Reactivation Campaign - the unjustly neglected automation
In emailing, automations like the abandoned cart are a necessity. Similarly, most e-tailers will sooner or later run out of holiday emails or reminders based on the merchandise being viewed. One automation is often overlooked and yet it can not only make you money, but also save you money. It's a reactivation campaign.
What exactly is reactivation?
This is an attempt to make one last contact with a customer who has been inactive with you for a long time. If you can't revive them with this campaign, it's pointless to keep them in your database and pay for a larger database.
Why is it worth it?
- You will revive customers you would otherwise lose.
- Don't pay more for your mailing tools than you have to.
- Your deliverability metrics, open rate, click rate are increasing and therefore you are more credible to the mail platforms.
How to establish an inactive customer
Inactivity is perceived differently by everyone, but it is easy to define. They don't shop with you, read your emails or visit your website. The ideal is to set a longer time frame, such as a year. If you sell seasonal goods, even longer - for example, 14 months. If your customer is inactive during that time, they are an ideal candidate for our campaign.
If your e-shop runs on a platform Shoptet and you use the mailing Ecomail, working with data is very easy, because the connection of both products works perfectly.
By the way, our illustrations come from the Slovak version of the Panakei e-shop, which uses both solutions.
What should a reactivation campaign look like?
Temporarily exclude the customer you want to try to revive from standard mailings. He doesn't open them anyway, he doesn't buy, give him a break from you. For at least a month if you send more frequently, or two to three if less than a weekly basis.
Divide the campaign itself into several steps. The tried and tested method is three steps and SMS as the last attempt.
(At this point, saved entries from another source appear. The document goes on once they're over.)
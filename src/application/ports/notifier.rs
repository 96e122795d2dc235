//! User-facing notices about the recording session

use async_trait::async_trait;
use thiserror::Error;

#[derive(Debug, Clone, Error)]
pub enum NotificationError {
    #[error("No notification service is available")]
    Unavailable,

    #[error("Notification could not be delivered: {0}")]
    SendFailed(String),
}

/// What a notice is about; sinks choose icon, urgency and lifetime from it
#[derive(Debug, Clone, Copy, PartialEq, Eq)]
pub enum NoticeKind {
    Info,
    Success,
    Warning,
    Error,
    /// Capture has begun
    Recording,
    /// Capture ended at the configured maximum
    Limit,
}

impl NoticeKind {
    /// Freedesktop icon-naming-spec name
    pub const fn icon(self) -> &'static str {
        match self {
            Self::Recording => "audio-input-microphone",
            Self::Limit => "appointment-soon",
            Self::Success => "dialog-ok",
            Self::Info => "dialog-information",
            Self::Warning => "dialog-warning",
            Self::Error => "dialog-error",
        }
    }
}

/// Sink for notices. Delivery is best effort; a failure is logged by the caller and never aborts a session.
#[async_trait]
pub trait Notifier: Send + Sync {
    async fn notify(
        &self,
        title: &str,
        body: &str,
        kind: NoticeKind,
    ) -> Result<(), NotificationError>;
}

#[async_trait]
impl<N: Notifier + ?Sized> Notifier for Box<N> {
    async fn notify(
        &self,
        title: &str,
        body: &str,
        kind: NoticeKind,
    ) -> Result<(), NotificationError> {
        N::notify(self, title, body, kind).await
    }
}
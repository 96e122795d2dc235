//! Ctrl+C / SIGTERM for interactive commands

use tokio::sync::watch;
use tracing::debug;

/// Latching flag set by the first SIGINT or SIGTERM
pub struct ShutdownSignal {
    raised: watch::Sender<bool>,
}

impl ShutdownSignal {
    pub fn new() -> Self {
        let (raised, _) = watch::channel(false);
        Self { raised }
    }

    pub fn is_shutdown(&self) -> bool {
        *self.raised.borrow()
    }

    pub fn trigger(&self) {
        self.raised.send_replace(true);
    }

    /// Resolves once the flag is set, immediately if it already is
    pub async fn recv(&self) {
        let mut rx = self.raised.subscribe();
        // Sender is owned by self; the channel stays open
        let _ = rx.wait_for(|&raised| raised).await;
    }

    /// Install the OS handlers. Needs a running tokio runtime.
    pub fn setup(&self) -> std::io::Result<()> {
        #[cfg(unix)]
        let mut sigterm =
            tokio::signal::unix::signal(tokio::signal::unix::SignalKind::terminate())?;

        let raised = self.raised.clone();
        tokio::spawn(async move {
            #[cfg(unix)]
            let name = tokio::select! {
                res = tokio::signal::ctrl_c() => res.map(|_| "SIGINT"),
                _ = sigterm.recv() => Ok("SIGTERM"),
            };
            #[cfg(not(unix))]
            let name = tokio::signal::ctrl_c().await.map(|_| "ctrl-c");

            match name {
                Ok(name) => {
                    debug!(signal = name, "shutdown requested");
                    raised.send_replace(true);
                }
                Err(e) => debug!(error = %e, "signal listener failed"),
            }
        });
        Ok(())
    }
}

impl Default for ShutdownSignal {
    fn default() -> Self {
        Self::new()
    }
}
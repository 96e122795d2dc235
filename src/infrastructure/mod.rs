//! Adapters behind the application ports

mod atomic;
pub mod config;
pub mod diary;
pub mod notification;
pub mod playback;
pub mod recording;
pub mod storage;
pub mod todo;

pub use config::XdgConfigStore;
pub use diary::HttpDiaryClient;
pub use notification::{create_notifier, CompositeNotifier, ConsoleNotifier, NotifyRustNotifier};
pub use playback::RodioPlayback;
pub use recording::{create_capture, CpalCapture};
pub use storage::FsStorage;
pub use todo::JsonTodoStore;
In your first email, try to remind yourself nicely, personalise - i.e. address by name, remind yourself of your last purchase and write what's new with you in the last year that makes it worthwhile to start shopping with you again. Be sure to highlight your strengths - be it price, exclusive products, speed of delivery, just sell yourself.
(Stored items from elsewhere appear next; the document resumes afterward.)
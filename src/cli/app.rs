//! Command handlers

use std::env;
use std::path::Path;
use std::process::ExitCode;

use tracing::debug;

use crate::application::ports::ConfigStore;
use crate::application::{
    DiaryService, PlaybackController, PlaybackState, StatisticsError, StatisticsService,
};
use crate::domain::account::{AgeGroup, Gender, Signup};
use crate::domain::config::AppConfig;
use crate::domain::diary::{DiaryDate, Emotion};
use crate::infrastructure::{FsStorage, HttpDiaryClient, RodioPlayback, XdgConfigStore};

use super::args::{DiaryAction, StatsAction};
use super::presenter::Presenter;
use super::signals::ShutdownSignal;

/// Exit codes
pub const EXIT_SUCCESS: u8 = 0;
pub const EXIT_ERROR: u8 = 1;
pub const EXIT_USAGE_ERROR: u8 = 2;
/// Conventional 128 + SIGINT
pub const EXIT_INTERRUPTED: u8 = 130;

/// Environment variable overriding `server_url`
pub const ENV_SERVER_URL: &str = "MEMENTO_SERVER_URL";
/// Environment variable overriding `access_token`
pub const ENV_ACCESS_TOKEN: &str = "MEMENTO_ACCESS_TOKEN";

/// Load config with precedence: defaults < file < env < cli
pub async fn load_merged_config(cli_config: AppConfig) -> AppConfig {
    let store = XdgConfigStore::new();
    let file_config = match store.load().await {
        Ok(config) => config,
        Err(e) => {
            debug!(error = %e, "ignoring unreadable config file");
            AppConfig::empty()
        }
    };

    AppConfig::defaults()
        .merge(file_config)
        .merge(env_config())
        .merge(cli_config)
}

fn env_config() -> AppConfig {
    AppConfig {
        server_url: env::var(ENV_SERVER_URL).ok().filter(|s| !s.is_empty()),
        access_token: env::var(ENV_ACCESS_TOKEN).ok().filter(|s| !s.is_empty()),
        ..Default::default()
    }
}

/// HTTP client for the configured backend
pub fn diary_client(config: &AppConfig) -> HttpDiaryClient {
    let client = HttpDiaryClient::new(config.server_url_or_default());
    match config.access_token.as_deref().filter(|t| !t.is_empty()) {
        Some(token) => client.with_access_token(token),
        None => client,
    }
}

pub fn diary_service(config: &AppConfig) -> DiaryService<HttpDiaryClient, FsStorage> {
    DiaryService::new(
        diary_client(config),
        FsStorage::new(),
        config.cache_dir_or_default(),
    )
}

/// Play a file until it finishes or the user interrupts
pub async fn run_play(path: &Path) -> ExitCode {
    let presenter = Presenter::new();
    match play_to_end(path, &presenter).await {
        Ok(true) => ExitCode::SUCCESS,
        Ok(false) => ExitCode::from(EXIT_INTERRUPTED),
        Err(message) => {
            presenter.error(&message);
            ExitCode::from(EXIT_ERROR)
        }
    }
}

/// Returns `Ok(false)` when interrupted before the end
async fn play_to_end(path: &Path, presenter: &Presenter) -> Result<bool, String> {
    if !path.is_file() {
        return Err(format!("File not found: {}", path.display()));
    }

    let shutdown = ShutdownSignal::new();
    shutdown
        .setup()
        .map_err(|e| format!("Failed to setup signal handler: {}", e))?;

    let controller = PlaybackController::new(RodioPlayback::new());
    controller.load(path).await.map_err(|e| e.to_string())?;
    controller.play().await.map_err(|e| e.to_string())?;
    presenter.info(&format!("Playing {}", path.display()));

    let mut state = controller.subscribe();
    tokio::select! {
        _ = state.wait_for(|s| *s == PlaybackState::Unloaded) => {
            presenter.success("Playback finished");
            Ok(true)
        }
        _ = shutdown.recv() => {
            controller.unload().await;
            presenter.warn("Playback stopped");
            Ok(false)
        }
    }
}

/// Handle diary subcommand
pub async fn run_diary(action: DiaryAction, config: &AppConfig) -> ExitCode {
    let mut presenter = Presenter::new();
    let service = diary_service(config);

    let result = match action {
        DiaryAction::Show { date } => {
            let date = date.unwrap_or_else(DiaryDate::today);
            match service.load(date).await {
                Ok(Some(record)) => {
                    presenter.diary_entry(&record);
                    Ok(())
                }
                Ok(None) => {
                    presenter.info(&format!("No diary entry for {}", date));
                    Ok(())
                }
                Err(e) => Err(e.to_string()),
            }
        }
        DiaryAction::List => match service.list().await {
            Ok(records) if records.is_empty() => {
                presenter.info("No diary entries yet");
                Ok(())
            }
            Ok(mut records) => {
                records.sort_by_key(|r| r.date);
                presenter.diary_list(&records);
                Ok(())
            }
            Err(e) => Err(e.to_string()),
        },
        DiaryAction::Save {
            date,
            content,
            audio,
        } => {
            presenter.start_spinner("Saving diary...");
            let saved = match audio.as_deref() {
                Some(path) => service.save_voice(date, &content, path).await,
                None => service.save_text(date, &content).await,
            };
            match saved {
                Ok(_) => {
                    presenter.spinner_success(&format!("Draft saved for {}", date));
                    Ok(())
                }
                Err(e) => {
                    presenter.spinner_fail("Save failed");
                    Err(e.to_string())
                }
            }
        }
        DiaryAction::Finalize {
            date,
            content,
            audio,
        } => {
            presenter.start_spinner("Finalizing diary...");
            match service.finalize(date, &content, audio.as_deref()).await {
                Ok(record) => {
                    presenter.spinner_success(&format!("Diary finalized for {}", date));
                    presenter.diary_entry(&record);
                    Ok(())
                }
                Err(e) => {
                    presenter.spinner_fail("Finalize failed");
                    Err(e.to_string())
                }
            }
        }
        DiaryAction::Audio { date, play } => {
            download_audio(&service, date, play, &mut presenter).await
        }
    };

    finish(result, &presenter)
}

async fn download_audio(
    service: &DiaryService<HttpDiaryClient, FsStorage>,
    date: DiaryDate,
    play: bool,
    presenter: &mut Presenter,
) -> Result<(), String> {
    let record = service
        .load(date)
        .await
        .map_err(|e| e.to_string())?
        .ok_or_else(|| format!("No diary entry for {}", date))?;

    presenter.start_spinner("Downloading audio...");
    let path = match service.download_audio(&record).await {
        Ok(Some(path)) => {
            presenter.spinner_success("Audio downloaded");
            path
        }
        Ok(None) => {
            presenter.stop_spinner();
            presenter.warn(&format!("No playable audio stored for {}", date));
            return Ok(());
        }
        Err(e) => {
            presenter.spinner_fail("Download failed");
            return Err(e.to_string());
        }
    };

    presenter.output(&path.to_string_lossy());
    if play {
        play_to_end(&path, presenter).await?;
    }
    Ok(())
}

/// Handle emotion subcommand
pub async fn run_emotion(date: DiaryDate, emotion: Emotion, config: &AppConfig) -> ExitCode {
    let presenter = Presenter::new();
    let result = diary_service(config)
        .set_emotion(date, emotion)
        .await
        .map(|day| presenter.day(&day))
        .map_err(|e| e.to_string());
    finish(result, &presenter)
}

/// Handle stats subcommand
pub async fn run_stats(action: StatsAction, config: &AppConfig) -> ExitCode {
    let presenter = Presenter::new();
    let service = StatisticsService::new(diary_client(config));

    let result = match action {
        StatsAction::Year { year } => service
            .yearly(year)
            .await
            .map(|stats| presenter.yearly_statistics(&stats)),
        StatsAction::Month { year, month } => service
            .monthly(year, month)
            .await
            .map(|stats| presenter.monthly_statistics(&stats)),
    };
    match result {
        Ok(()) => ExitCode::SUCCESS,
        Err(e @ StatisticsError::InvalidMonth(_)) => {
            presenter.error(&e.to_string());
            ExitCode::from(EXIT_USAGE_ERROR)
        }
        Err(e) => {
            presenter.error(&e.to_string());
            ExitCode::from(EXIT_ERROR)
        }
    }
}

/// Log in and persist the token to the config file
pub async fn run_login(email: &str, password: &str, config: &AppConfig) -> ExitCode {
    let mut presenter = Presenter::new();
    let store = XdgConfigStore::new();

    presenter.start_spinner("Logging in...");
    let token = match diary_service(config).login(email, password).await {
        Ok(token) => token,
        Err(e) => {
            presenter.spinner_fail("Login failed");
            presenter.error(&e.to_string());
            return ExitCode::from(EXIT_ERROR);
        }
    };

    let saved = async {
        let mut file_config = store.load().await?;
        file_config.access_token = Some(token);
        store.save(&file_config).await
    }
    .await;

    match saved {
        Ok(()) => {
            presenter.spinner_success(&format!("Logged in as {}", email));
            if env::var(ENV_ACCESS_TOKEN).is_ok_and(|t| !t.is_empty()) {
                presenter.warn(&format!(
                    "{} is set and overrides the stored token",
                    ENV_ACCESS_TOKEN
                ));
            }
            ExitCode::SUCCESS
        }
        Err(e) => {
            presenter.spinner_fail("Could not store the access token");
            presenter.error(&e.to_string());
            ExitCode::from(EXIT_ERROR)
        }
    }
}

/// Register an account; the token still comes from `memento login`
pub async fn run_signup(signup: Signup, config: &AppConfig) -> ExitCode {
    let mut presenter = Presenter::new();
    presenter.start_spinner("Creating account...");
    match diary_service(config).signup(&signup).await {
        Ok(()) => {
            presenter.spinner_success(&format!("Account created for {}", signup.email));
            presenter.info("Run 'memento login' to sign in");
            ExitCode::SUCCESS
        }
        Err(e) => {
            presenter.spinner_fail("Sign-up failed");
            presenter.error(&e.to_string());
            ExitCode::from(EXIT_ERROR)
        }
    }
}

/// Form fields as typed on the command line
pub fn signup_form(
    email: String,
    password: String,
    nickname: String,
    gender: Gender,
    age: u32,
) -> Signup {
    Signup {
        email,
        password,
        nickname,
        gender,
        age_group: AgeGroup::from_age(age),
    }
}

pub async fn run_whoami(config: &AppConfig) -> ExitCode {
    let presenter = Presenter::new();
    let result = diary_service(config)
        .whoami()
        .await
        .map(|user| presenter.user_profile(&user))
        .map_err(|e| e.to_string());
    finish(result, &presenter)
}

pub async fn run_password(current: &str, new: &str, config: &AppConfig) -> ExitCode {
    let presenter = Presenter::new();
    let result = diary_service(config)
        .change_password(current, new)
        .await
        .map(|()| presenter.success("Password changed"))
        .map_err(|e| e.to_string());
    finish(result, &presenter)
}

fn finish(result: Result<(), String>, presenter: &Presenter) -> ExitCode {
    match result {
        Ok(()) => ExitCode::from(EXIT_SUCCESS),
        Err(message) => {
            presenter.error(&message);
            ExitCode::from(EXIT_ERROR)
        }
    }
}

#[cfg(test)]
mod tests {
    use super::*;

    #[test]
    fn diary_client_uses_configured_url() {
        let config = AppConfig {
            server_url: Some("https://diary.example.com/".to_string()),
            ..Default::default()
        };
        assert_eq!(diary_client(&config).base_url(), "https://diary.example.com");
    }

    #[test]
    fn diary_client_defaults_url() {
        assert_eq!(
            diary_client(&AppConfig::empty()).base_url(),
            crate::domain::config::DEFAULT_SERVER_URL
        );
    }

    #[test]
    fn signup_form_sends_age_group() {
        let form = signup_form(
            "me@example.com".to_string(),
            "pw".to_string(),
            "메멘토".to_string(),
            Gender::Male,
            45,
        );
        assert_eq!(form.age_group, AgeGroup::Forties);
    }

    #[tokio::test]
    async fn play_missing_file_fails_before_touching_audio() {
        let result = play_to_end(Path::new("/nonexistent/voice_1.wav"), &Presenter::new()).await;
        assert!(result.unwrap_err().contains("File not found"));
    }
}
On the first attempt to reactivate, try asking why the customer is no longer buying from you. Feedback is extremely important. Evaluate your data, for example, once a month.
In the second email, attack the price, remind your sale events, products on sale. This is because he did not respond to the offer of services and news from the previous email. Remind how many satisfied customers buy from you or how many subscribe to your newsletter and how it pays off for them.
Offering a discount is a solution that always works. In this case, it makes sense to offer it. Acquiring a new customer always costs more than keeping an existing one.
In the third one, play on emotions, try to offer a discount - getting a customer to buy from you is worth it. In most cases, a discount is better than investing in advertising to get a new customer.
Keep a 1-2 week gap between each mailing. After the third and final mail, you can try the last step - sending an SMS with a discount code. If the customer doesn't respond even then, you will discard them. This can also be the right thing to do, as it saves you the cost of the mailing provider's fee and also raises your scoring for each service.
Remember that you should only use the reactivation when you are active in the mailing. For example, if for various reasons you have not sent out newsletters, prepare a series of very interesting offers for everyone you send out during the next 3 months. Only then does it make sense to deal with reactivation - otherwise you will lose many contacts to whom your mailing would be valid.